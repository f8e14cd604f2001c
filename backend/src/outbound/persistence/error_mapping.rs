//! Shared Diesel and pool error mapping for the persistence adapters.

use tracing::debug;

use crate::domain::ports::RepositoryError;

use super::pool::PoolError;

/// Map pool failures to the shared repository connection error.
pub(super) fn map_pool_error(error: PoolError) -> RepositoryError {
    let message = match error {
        PoolError::Checkout { message } | PoolError::Build { message } => message,
    };
    RepositoryError::connection(message)
}

/// Map Diesel failures to the shared repository error, logging the
/// underlying cause at debug level so wire responses stay generic.
pub(super) fn map_diesel_error(error: diesel::result::Error) -> RepositoryError {
    use diesel::result::{DatabaseErrorKind, Error as DieselError};

    match &error {
        DieselError::DatabaseError(kind, info) => {
            debug!(?kind, message = info.message(), "diesel operation failed");
        }
        _ => debug!(
            error_type = %std::any::type_name_of_val(&error),
            "diesel operation failed"
        ),
    }

    match error {
        DieselError::NotFound => RepositoryError::query("record not found"),
        DieselError::QueryBuilderError(_) => RepositoryError::query("database query error"),
        DieselError::DatabaseError(DatabaseErrorKind::ClosedConnection, _) => {
            RepositoryError::connection("database connection error")
        }
        _ => RepositoryError::query("database error"),
    }
}

/// Whether the error is a unique-constraint violation, optionally on a
/// specific named constraint.
///
/// Adapters use this to turn the insert race on `(user, recipe)` and
/// `(follower, author)` pairs into their duplicate variants instead of a
/// generic query failure.
pub(super) fn is_unique_violation(
    error: &diesel::result::Error,
    constraint: Option<&str>,
) -> bool {
    use diesel::result::{DatabaseErrorKind, Error as DieselError};

    match error {
        DieselError::DatabaseError(DatabaseErrorKind::UniqueViolation, info) => match constraint {
            Some(name) => info.constraint_name() == Some(name),
            None => true,
        },
        _ => false,
    }
}
#[async_trait]
impl SubscriptionRepository for InMemoryStore {
    async fn subscribe(&self, follower: UserId, author: UserId) -> Result<(), SubscribeError> {
        let mut state = self.state.lock();
        if !state.subscriptions.insert((follower.0, author.0)) {
            return Err(SubscribeError::AlreadySubscribed);
        }
        Ok(())
    }

    async fn unsubscribe(
        &self,
        follower: UserId,
        author: UserId,
    ) -> Result<bool, RepositoryError> {
        let mut state = self.state.lock();
        Ok(state.subscriptions.remove(&(follower.0, author.0)))
    }

    async fn is_subscribed(
        &self,
        follower: UserId,
        author: UserId,
    ) -> Result<bool, RepositoryError> {
        let state = self.state.lock();
        Ok(state.subscriptions.contains(&(follower.0, author.0)))
    }

    async fn list_authors(
        &self,
        follower: UserId,
        page: PageRequest,
    ) -> Result<PageOf<AuthorProfile>, RepositoryError> {
        let state = self.state.lock();
        let mut authors: Vec<AuthorProfile> = state
            .users
            .iter()
            .filter(|stored| state.subscriptions.contains(&(follower.0, stored.user.id.0)))
            .map(|stored| AuthorProfile {
                user: stored.user.clone(),
                recipes_count: state
                    .recipes
                    .iter()
                    .filter(|recipe| recipe.author_id == stored.user.id.0)
                    .count() as i64,
            })
            .collect();
        authors.sort_by(|a, b| a.user.username.as_ref().cmp(b.user.username.as_ref()));
        Ok(paginate(authors, page))
    }

    async fn author_profile(
        &self,
        author: UserId,
    ) -> Result<Option<AuthorProfile>, RepositoryError> {
        let state = self.state.lock();
        Ok(state
            .users
            .iter()
            .find(|stored| stored.user.id == author)
            .map(|stored| AuthorProfile {
                user: stored.user.clone(),
                recipes_count: state
                    .recipes
                    .iter()
                    .filter(|recipe| recipe.author_id == author.0)
                    .count() as i64,
            }))
    }
}

#[async_trait]
impl CatalogueRepository for InMemoryStore {
    async fn list_tags(&self) -> Result<Vec<Tag>, RepositoryError> {
        let state = self.state.lock();
        let mut tags = state.tags.clone();
        tags.sort_by(|a, b| a.name.cmp(&b.name));
        Ok(tags)
    }

    async fn find_tag(&self, id: TagId) -> Result<Option<Tag>, RepositoryError> {
        let state = self.state.lock();
        Ok(state.tags.iter().find(|tag| tag.id == id).cloned())
    }

    async fn list_ingredients(
        &self,
        name_prefix: Option<&str>,
    ) -> Result<Vec<Ingredient>, RepositoryError> {
        let state = self.state.lock();
        let prefix = name_prefix.map(str::to_lowercase);
        let mut matched: Vec<Ingredient> = state
            .ingredients
            .iter()
            .filter(|ingredient| match &prefix {
                Some(prefix) => ingredient.name.to_lowercase().starts_with(prefix),
                None => true,
            })
            .cloned()
            .collect();
        matched.sort_by(|a, b| a.name.cmp(&b.name));
        Ok(matched)
    }

    async fn find_ingredient(
        &self,
        id: IngredientId,
    ) -> Result<Option<Ingredient>, RepositoryError> {
        let state = self.state.lock();
        Ok(state
            .ingredients
            .iter()
            .find(|ingredient| ingredient.id == id)
            .cloned())
    }

    async fn upsert_ingredients(
        &self,
        new_ingredients: &[NewIngredient],
    ) -> Result<usize, RepositoryError> {
        let mut state = self.state.lock();
        let mut inserted = 0;
        for candidate in new_ingredients {
            let exists = state.ingredients.iter().any(|ingredient| {
                ingredient.name == candidate.name
                    && ingredient.measurement_unit == candidate.measurement_unit
            });
            if exists {
                continue;
            }
            let id = IngredientId(state.next_ingredient_id);
            state.next_ingredient_id += 1;
            state.ingredients.push(Ingredient {
                id,
                name: candidate.name.clone(),
                measurement_unit: candidate.measurement_unit.clone(),
            });
            inserted += 1;
        }
        Ok(inserted)
    }
}

#[async_trait]
impl RecipeRepository for InMemoryStore {
    async fn create(
        &self,
        author: UserId,
        draft: &RecipeDraft,
        image_path: &str,
    ) -> Result<RecipeRecord, RecipeWriteError> {
        let mut state = self.state.lock();
        check_draft_references(&state, draft)?;

        let id = state.next_recipe_id;
        state.next_recipe_id += 1;
        let recipe = StoredRecipe {
            id,
            author_id: author.0,
            name: draft.name().to_owned(),
            image: image_path.to_owned(),
            text: draft.text().to_owned(),
            cooking_time: draft.cooking_time(),
            ingredients: draft
                .ingredients()
                .iter()
                .map(|entry| (entry.ingredient, entry.amount))
                .collect(),
            tags: draft.tags().to_vec(),
            created_at: Utc::now(),
        };
        let record = assemble(&state, &recipe)?;
        state.recipes.push(recipe);
        Ok(record)
    }

    async fn update(
        &self,
        id: RecipeId,
        draft: &RecipeDraft,
        image_path: Option<&str>,
    ) -> Result<RecipeRecord, RecipeWriteError> {
        let mut state = self.state.lock();
        check_draft_references(&state, draft)?;

        let index = state
            .recipes
            .iter()
            .position(|recipe| recipe.id == id.0)
            .ok_or(RecipeWriteError::NotFound)?;
        let mut recipe = state.recipes[index].clone();
        recipe.name = draft.name().to_owned();
        recipe.text = draft.text().to_owned();
        recipe.cooking_time = draft.cooking_time();
        recipe.ingredients = draft
            .ingredients()
            .iter()
            .map(|entry| (entry.ingredient, entry.amount))
            .collect();
        recipe.tags = draft.tags().to_vec();
        if let Some(path) = image_path {
            recipe.image = path.to_owned();
        }
        let record = assemble(&state, &recipe)?;
        state.recipes[index] = recipe;
        Ok(record)
    }

    async fn delete(&self, id: RecipeId) -> Result<bool, RepositoryError> {
        let mut state = self.state.lock();
        let before = state.recipes.len();
        state.recipes.retain(|recipe| recipe.id != id.0);
        let removed = state.recipes.len() < before;
        if removed {
            state.favorites.retain(|(_, recipe)| *recipe != id.0);
            state.cart.retain(|(_, recipe)| *recipe != id.0);
        }
        Ok(removed)
    }

    async fn find(&self, id: RecipeId) -> Result<Option<RecipeRecord>, RepositoryError> {
        let state = self.state.lock();
        state
            .recipes
            .iter()
            .find(|recipe| recipe.id == id.0)
            .map(|recipe| assemble(&state, recipe))
            .transpose()
    }

    async fn list(
        &self,
        filter: &RecipeListFilter,
        page: PageRequest,
    ) -> Result<PageOf<RecipeWithFlags>, RepositoryError> {
        let state = self.state.lock();
        let mut matched: Vec<&StoredRecipe> = state
            .recipes
            .iter()
            .filter(|recipe| matches_filter(&state, recipe, filter))
            .collect();
        matched.sort_by(|a, b| b.created_at.cmp(&a.created_at).then(b.id.cmp(&a.id)));

        let items = matched
            .iter()
            .map(|recipe| {
                let record = assemble(&state, recipe)?;
                let flags = match filter.viewer {
                    Some(viewer) => ViewerFlags {
                        is_favorited: state.favorites.contains(&(viewer.0, recipe.id)),
                        is_in_shopping_cart: state.cart.contains(&(viewer.0, recipe.id)),
                    },
                    None => ViewerFlags::default(),
                };
                Ok(RecipeWithFlags { record, flags })
            })
            .collect::<Result<Vec<_>, RepositoryError>>()?;
        Ok(paginate(items, page))
    }

    async fn summaries_by_author(
        &self,
        author: UserId,
        limit: u32,
    ) -> Result<Vec<RecipeSummary>, RepositoryError> {
        let state = self.state.lock();
        let mut matched: Vec<&StoredRecipe> = state
            .recipes
            .iter()
            .filter(|recipe| recipe.author_id == author.0)
            .collect();
        matched.sort_by(|a, b| b.created_at.cmp(&a.created_at).then(b.id.cmp(&a.id)));
        Ok(matched
            .into_iter()
            .take(limit as usize)
            .map(|recipe| RecipeSummary {
                id: RecipeId(recipe.id),
                name: recipe.name.clone(),
                image: recipe.image.clone(),
                cooking_time: recipe.cooking_time,
            })
            .collect())
    }

    async fn viewer_flags(
        &self,
        viewer: Option<UserId>,
        recipe: RecipeId,
    ) -> Result<ViewerFlags, RepositoryError> {
        let Some(viewer) = viewer else {
            return Ok(ViewerFlags::default());
        };
        let state = self.state.lock();
        Ok(ViewerFlags {
            is_favorited: state.favorites.contains(&(viewer.0, recipe.0)),
            is_in_shopping_cart: state.cart.contains(&(viewer.0, recipe.0)),
        })
    }
}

──────────

What the task asks: Reproduce each line above that contains "matched".

Exercise answer:
        let mut matched: Vec<Ingredient> = state
        matched.sort_by(|a, b| a.name.cmp(&b.name));
        Ok(matched)
        let mut matched: Vec<&StoredRecipe> = state
        matched.sort_by(|a, b| b.created_at.cmp(&a.created_at).then(b.id.cmp(&a.id)));
        let items = matched
        let mut matched: Vec<&StoredRecipe> = state
        matched.sort_by(|a, b| b.created_at.cmp(&a.created_at).then(b.id.cmp(&a.id)));
        Ok(matched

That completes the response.